What this task involves.
Give back the full listing exactly as written.

Exercise material.
⟨
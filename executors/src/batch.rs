use std::sync::Arc;

use alloy::primitives::Address;
use txflow_core::{
    chain::{Chain, ChainService, ExecutionClient},
    constants::ATOMIC_BATCH_REJECTED_CODE,
    error::EngineError,
    now_ms,
    rpc_clients::{BatchCall, SendCallsPayload},
    signer::AccountResolver,
    transaction::{
        BatchInfo, TransactionRecord, TransactionRequestData, TransactionStatus,
        TransactionTypeInfo,
    },
};
use uuid::Uuid;

use crate::{
    analytics::{AnalyticsSink, events},
    store::TransactionStore,
    watcher::ConfirmationWatcher,
};

/// Host reactions to wallet capability changes observed during batch
/// submission.
pub trait BatchCapabilityHooks: Send + Sync {
    /// The wallet declined atomic execution; the host should stop offering
    /// one-click flows until capabilities say otherwise.
    fn on_batch_rejected(&self);
}

pub struct NoopCapabilityHooks;

impl BatchCapabilityHooks for NoopCapabilityHooks {
    fn on_batch_rejected(&self) {}
}

pub struct BatchSubmitParams {
    pub account: Address,
    pub chain_id: u64,
    pub calls: Vec<BatchCall>,
    pub connector_id: Option<String>,
    pub transaction_id: Option<String>,
}

/// Submits atomic call batches through EIP-5792 and tracks them under a
/// single record keyed by the wallet-assigned batch id.
pub struct BatchTransactionService<CS: ChainService + 'static> {
    pub chain_service: Arc<CS>,
    pub accounts: Arc<dyn AccountResolver>,
    pub store: Arc<TransactionStore>,
    pub watcher: Arc<ConfirmationWatcher<CS>>,
    pub analytics: Arc<dyn AnalyticsSink>,
    pub hooks: Arc<dyn BatchCapabilityHooks>,
}

impl<CS: ChainService + 'static> BatchTransactionService<CS> {
    /// Submit a batch of calls for atomic execution.
    ///
    /// On wallet rejection of atomicity (code 5750) the capability hooks
    /// fire exactly once, the wallet's capabilities are re-queried, and no
    /// record is created.
    #[tracing::instrument(level = "info", skip_all, fields(chain_id = params.chain_id, owner = %params.account))]
    pub async fn submit_batch(
        &self,
        params: BatchSubmitParams,
    ) -> Result<TransactionRecord, EngineError> {
        if params.calls.is_empty() {
            return Err(EngineError::ValidationError {
                message: "batch must contain at least one call".to_string(),
            });
        }

        let account =
            self.accounts
                .resolve_account(params.account)
                .ok_or(EngineError::AccountNotFound {
                    address: params.account,
                })?;
        let chain = self.chain_service.chain(params.chain_id)?;

        let payload = SendCallsPayload::new(params.chain_id, account.address, params.calls.clone());
        let result = match chain.client().send_calls(&payload).await {
            Ok(result) => result,
            Err(error) if error.rpc_code() == Some(ATOMIC_BATCH_REJECTED_CODE) => {
                tracing::warn!("wallet declined atomic batch execution");
                self.hooks.on_batch_rejected();
                // the wallet's advertised capabilities just proved stale
                if let Err(refresh_error) = chain.client().capabilities(account.address).await {
                    tracing::warn!(%refresh_error, "capability refresh failed after batch rejection");
                }
                return Err(EngineError::UserRejected {
                    message: "wallet declined atomic batch execution".to_string(),
                });
            }
            Err(error) if error.is_user_rejection() => {
                return Err(EngineError::UserRejected {
                    message: error.to_string(),
                });
            }
            Err(error) => {
                return Err(EngineError::SubmissionFailed {
                    chain_id: params.chain_id,
                    message: error.to_string(),
                });
            }
        };

        // the record mirrors the first call so history rendering has a
        // target and value to show; the batch id drives confirmation
        let first = &params.calls[0];
        let record = TransactionRecord {
            id: params
                .transaction_id
                .unwrap_or_else(|| Uuid::new_v4().to_string()),
            chain_id: params.chain_id,
            owner: account.address,
            status: TransactionStatus::Pending,
            type_info: TransactionTypeInfo::SendCalls {
                call_count: params.calls.len(),
            },
            request: TransactionRequestData {
                to: Some(first.to),
                data: first.data.clone(),
                value: first.value,
                ..Default::default()
            },
            options: Default::default(),
            hash: None,
            cancel_request: None,
            cancel_hash: None,
            batch_info: Some(BatchInfo {
                connector_id: params.connector_id,
                batch_id: result.id.clone(),
            }),
            added_time: now_ms(),
            confirmed_time: None,
            receipt: None,
        };
        self.store.create(record.clone())?;
        Arc::clone(&self.watcher).watch(record.key());

        tracing::info!(id = %record.id, batch_id = %result.id, "batch submitted");
        self.analytics.emit(
            events::BATCH_SUBMITTED,
            serde_json::json!({
                "chainId": record.chain_id,
                "id": record.id,
                "batchId": result.id,
                "callCount": params.calls.len(),
            }),
        );

        Ok(record)
    }
}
⟩
Response to the task.
filename executors/src/batch.rs
use std::sync::Arc;

use alloy::primitives::Address;
use txflow_core::{
    chain::{Chain, ChainService, ExecutionClient},
    constants::ATOMIC_BATCH_REJECTED_CODE,
    error::EngineError,
    now_ms,
    rpc_clients::{BatchCall, SendCallsPayload},
    signer::AccountResolver,
    transaction::{
        BatchInfo, TransactionRecord, TransactionRequestData, TransactionStatus,
        TransactionTypeInfo,
    },
};
use uuid::Uuid;

use crate::{
    analytics::{AnalyticsSink, events},
    store::TransactionStore,
    watcher::ConfirmationWatcher,
};

/// Host reactions to wallet capability changes observed during batch
/// submission.
pub trait BatchCapabilityHooks: Send + Sync {
    /// The wallet declined atomic execution; the host should stop offering
    /// one-click flows until capabilities say otherwise.
    fn on_batch_rejected(&self);
}

pub struct NoopCapabilityHooks;

impl BatchCapabilityHooks for NoopCapabilityHooks {
    fn on_batch_rejected(&self) {}
}

pub struct BatchSubmitParams {
    pub account: Address,
    pub chain_id: u64,
    pub calls: Vec<BatchCall>,
    pub connector_id: Option<String>,
    pub transaction_id: Option<String>,
}

/// Submits atomic call batches through EIP-5792 and tracks them under a
/// single record keyed by the wallet-assigned batch id.
pub struct BatchTransactionService<CS: ChainService + 'static> {
    pub chain_service: Arc<CS>,
    pub accounts: Arc<dyn AccountResolver>,
    pub store: Arc<TransactionStore>,
    pub watcher: Arc<ConfirmationWatcher<CS>>,
    pub analytics: Arc<dyn AnalyticsSink>,
    pub hooks: Arc<dyn BatchCapabilityHooks>,
}

impl<CS: ChainService + 'static> BatchTransactionService<CS> {
    /// Submit a batch of calls for atomic execution.
    ///
    /// On wallet rejection of atomicity (code 5750) the capability hooks
    /// fire exactly once, the wallet's capabilities are re-queried, and no
    /// record is created.
    #[tracing::instrument(level = "info", skip_all, fields(chain_id = params.chain_id, owner = %params.account))]
    pub async fn submit_batch(
        &self,
        params: BatchSubmitParams,
    ) -> Result<TransactionRecord, EngineError> {
        if params.calls.is_empty() {
            return Err(EngineError::ValidationError {
                message: "batch must contain at least one call".to_string(),
            });
        }

        let account =
            self.accounts
                .resolve_account(params.account)
                .ok_or(EngineError::AccountNotFound {
                    address: params.account,
                })?;
        let chain = self.chain_service.chain(params.chain_id)?;

        let payload = SendCallsPayload::new(params.chain_id, account.address, params.calls.clone());
        let result = match chain.client().send_calls(&payload).await {
            Ok(result) => result,
            Err(error) if error.rpc_code() == Some(ATOMIC_BATCH_REJECTED_CODE) => {
                tracing::warn!("wallet declined atomic batch execution");
                self.hooks.on_batch_rejected();
                // the wallet's advertised capabilities just proved stale
                if let Err(refresh_error) = chain.client().capabilities(account.address).await {
                    tracing::warn!(%refresh_error, "capability refresh failed after batch rejection");
                }
                return Err(EngineError::UserRejected {
                    message: "wallet declined atomic batch execution".to_string(),
                });
            }
            Err(error) if error.is_user_rejection() => {
                return Err(EngineError::UserRejected {
                    message: error.to_string(),
                });
            }
            Err(error) => {
                return Err(EngineError::SubmissionFailed {
                    chain_id: params.chain_id,
                    message: error.to_string(),
                });
            }
        };

        // the record mirrors the first call so history rendering has a
        // target and value to show; the batch id drives confirmation
        let first = &params.calls[0];
        let record = TransactionRecord {
            id: params
                .transaction_id
                .unwrap_or_else(|| Uuid::new_v4().to_string()),
            chain_id: params.chain_id,
            owner: account.address,
            status: TransactionStatus::Pending,
            type_info: TransactionTypeInfo::SendCalls {
                call_count: params.calls.len(),
            },
            request: TransactionRequestData {
                to: Some(first.to),
                data: first.data.clone(),
                value: first.value,
                ..Default::default()
            },
            options: Default::default(),
            hash: None,
            cancel_request: None,
            cancel_hash: None,
            batch_info: Some(BatchInfo {
                connector_id: params.connector_id,
                batch_id: result.id.clone(),
            }),
            added_time: now_ms(),
            confirmed_time: None,
            receipt: None,
        };
        self.store.create(record.clone())?;
        Arc::clone(&self.watcher).watch(record.key());

        tracing::info!(id = %record.id, batch_id = %result.id, "batch submitted");
        self.analytics.emit(
            events::BATCH_SUBMITTED,
            serde_json::json!({
                "chainId": record.chain_id,
                "id": record.id,
                "batchId": result.id,
                "callCount": params.calls.len(),
            }),
        );

        Ok(record)
    }
}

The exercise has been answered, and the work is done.